1. A method of balancing sample data, comprising:

Based on the minority samples, acquiring neighbor samples of each obtained minority sample in a mode of mapping an initial sample set to a linear space _;

the new minority class samples are added to the initial sample set.

2. The method of claim 1, wherein generating a new minority class sample of a target number based on a ratio of a number of majority class samples to a number of minority class samples in each sample class, each minority class sample, and each neighbor sample comprises:

3. The method of claim 2, wherein determining a manner of generating new samples corresponding to the minority class of samples comprises:

inquiring the generation mode of new samples corresponding to each sub-classification category according to the sub-classification category of the minority class samples;

4. A method of training a classification model, comprising:

the new minority class samples obtained according to the method of claims 1-3.

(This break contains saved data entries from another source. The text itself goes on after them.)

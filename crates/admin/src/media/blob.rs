//! Object store client for gallery uploads.
//!
//! Speaks the storage HTTP API directly: an authenticated POST puts the
//! bytes under a bucket path, and the public URL for that path is a stable
//! address that never changes meaning once issued (no signing, no expiry).
//!
//! Object keys carry a millisecond timestamp plus a random token, so
//! concurrent uploads from the same editing session can never collide on a
//! storage key.
//!
//! This client does not retry. A failed upload surfaces as [`StoreError`]
//! and the editor tells the user to try again; the rest of the gallery edit
//! is unaffected.

use rand::distr::{Alphanumeric, SampleString};
use reqwest::Client;
use secrecy::{ExposeSecret, SecretString};
use tracing::{debug, instrument};

use tandem_core::AssetLocator;

use crate::config::BlobStoreConfig;

/// Cache policy for stored assets: immutable content under unique keys.
const CACHE_MAX_AGE_SECS: u64 = 31_536_000;

/// Length of the random token in object keys.
const KEY_TOKEN_LEN: usize = 8;

/// Errors from the object store boundary.
#[derive(Debug, thiserror::Error)]
pub enum StoreError {
    /// The request never completed (DNS, connect, timeout).
    #[error("upload request failed: {0}")]
    Request(String),

    /// The backend answered with a non-success status.
    #[error("object store rejected upload ({status}): {body}")]
    Backend { status: u16, body: String },
}

/// Client for the gallery image bucket.
#[derive(Clone)]
pub struct BlobStoreClient {
    client: Client,
    base_url: String,
    bucket: String,
    service_key: SecretString,
}

impl std::fmt::Debug for BlobStoreClient {
    fn fmt(&self, f: &mut std::fmt::Formatter<'_>) -> std::fmt::Result {
        f.debug_struct("BlobStoreClient")
            .field("base_url", &self.base_url)
            .field("bucket", &self.bucket)
            .field("service_key", &"[REDACTED]")
            .finish_non_exhaustive()
    }
}

impl BlobStoreClient {
    /// Create a new client from configuration.
    #[must_use]
    pub fn new(config: &BlobStoreConfig) -> Self {
        Self {
            client: Client::new(),
            base_url: config.base_url.clone(),
            bucket: config.bucket.clone(),
            service_key: config.service_key.clone(),
        }
    }

    /// Upload bytes under `path` and return the stored path.
    ///
    /// # Errors
    ///
    /// Returns [`StoreError`] on transport failure or a non-success backend
    /// response. Never retries.
    #[instrument(skip(self, bytes), fields(bucket = %self.bucket, path = %path, size = bytes.len()))]
    pub async fn upload(
        &self,
        path: &str,
        bytes: Vec<u8>,
        content_type: &str,
    ) -> Result<String, StoreError> {
        let url = format!("{}/storage/v1/object/{}/{path}", self.base_url, self.bucket);

        let response = self
            .client
            .post(url)
            .bearer_auth(self.service_key.expose_secret())
            .header("content-type", content_type)
            .header(
                "cache-control",
                format!("max-age={CACHE_MAX_AGE_SECS}, immutable"),
            )
            .header("x-upsert", "false")
            .body(bytes)
            .send()
            .await
            .map_err(|e| StoreError::Request(e.to_string()))?;

        let status = response.status();
        if !status.is_success() {
            let body = response.text().await.unwrap_or_default();
            return Err(StoreError::Backend {
                status: status.as_u16(),
                body,
            });
        }

        debug!(path = %path, "asset uploaded");

        Ok(path.to_string())
    }

    /// Public, stable retrieval URL for a stored path.
    #[must_use]
    pub fn public_url(&self, stored_path: &str) -> String {
        format!(
            "{}/storage/v1/object/public/{}/{stored_path}",
            self.base_url, self.bucket
        )
    }

    /// Transcoded bytes in, stable locator out.
    ///
    /// Composes a collision-resistant object key under `folder`, uploads,
    /// and returns the public locator for the gallery to reference.
    ///
    /// # Errors
    ///
    /// Returns [`StoreError`] if the upload fails.
    pub async fn store(
        &self,
        bytes: Vec<u8>,
        content_type: &str,
        extension: &str,
        folder: &str,
    ) -> Result<AssetLocator, StoreError> {
        let key = object_key(folder, extension);
        let stored_path = self.upload(&key, bytes, content_type).await?;
        Ok(AssetLocator::new(self.public_url(&stored_path)))
    }
}

/// Build an object key: `{folder}/{unix_millis}-{token}.{extension}`.
fn object_key(folder: &str, extension: &str) -> String {
    let millis = std::time::SystemTime::now()
        .duration_since(std::time::UNIX_EPOCH)
        .map_or(0, |d| d.as_millis());
    let token = Alphanumeric
        .sample_string(&mut rand::rng(), KEY_TOKEN_LEN)
        .to_lowercase();

    format!("{folder}/{millis}-{token}.{extension}")
}

#[cfg(test)]
mod tests {
    use super::*;

    fn test_client() -> BlobStoreClient {
        BlobStoreClient::new(&BlobStoreConfig {
            base_url: "https://blob.test".to_string(),
            bucket: "images".to_string(),
            service_key: SecretString::from("test-service-key"),
        })
    }

    #[test]
    fn test_object_key_shape() {
        let key = object_key("products", "jpg");

        let (folder, file) = key.split_once('/').expect("folder separator");
        assert_eq!(folder, "products");
        assert!(file.ends_with(".jpg"));

        let stem = file.trim_end_matches(".jpg");
        let (millis, token) = stem.split_once('-').expect("timestamp separator");
        assert!(millis.chars().all(|c| c.is_ascii_digit()));
        assert_eq!(token.len(), KEY_TOKEN_LEN);
    }

    #[test]
    fn test_object_keys_do_not_collide() {
        let a = object_key("products", "png");
        let b = object_key("products", "png");
        assert_ne!(a, b);
    }

    #[test]
    fn test_public_url_is_stable_and_unsigned() {
        let client = test_client();
        let url = client.public_url("products/123-abcd1234.png");

        assert_eq!(
            url,
            "https://blob.test/storage/v1/object/public/images/products/123-abcd1234.png"
        );
        // Same input, same address - nothing time-dependent in the URL.
        assert_eq!(url, client.public_url("products/123-abcd1234.png"));
    }

    #[test]
    fn test_debug_redacts_service_key() {
        let output = format!("{:?}", test_client());
        assert!(output.contains("[REDACTED]"));
        assert!(!output.contains("test-service-key"));
    }
}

5. The method of claim 4, wherein the classification model comprises at least two weak learners integrated in series, then,

Inputting the kernel set into a classification model to be trained, performing iterative training, and adjusting the weight of the target sample in the next training according to the accuracy of the prediction result of the target sample in the previous training in the iterative training process; until the iteration condition of the classification model is satisfied, obtaining a trained classification model, comprising:

Inputting the sample set into a classification model to be trained, and performing iterative training;

determining the error of each training of each weak learner and the target sample of the classification error of each weak learner after training;

according to the error, correspondingly adjusting the influence weight of each weak learner on the prediction result; and adjusting the weight of the target sample with the wrong classification so as to increase the attention degree of the classification model to the target sample with the wrong classification;

And when the iteration condition of the classification model is met, using at least two weak learners which are integrated in series and contain respective influence weights as a trained classification model.

6. A method of classification, comprising:

acquiring target data to be classified;

Wherein the classification model is trained by the method of claim 4 or 5.

7. A sample data balancing apparatus, comprising:

The adjacent sample determining module is used for acquiring the adjacent samples of each obtained minority sample by mapping an initial sample set to a linear space based on the minority samples _;

8. A sorting apparatus, comprising:

Wherein the classification model is trained by the method of claim 4 or 5.

9. A computing device, comprising: a memory and a processor, wherein,

The memory is used for storing a computer program;

The processor, coupled to the memory, for executing the computer program stored in the memory for performing the method of any of claims 1-6.

10. A computer readable storage medium storing a computer program which, when executed by a computer, is capable of carrying out the method of any one of claims 1 to 6.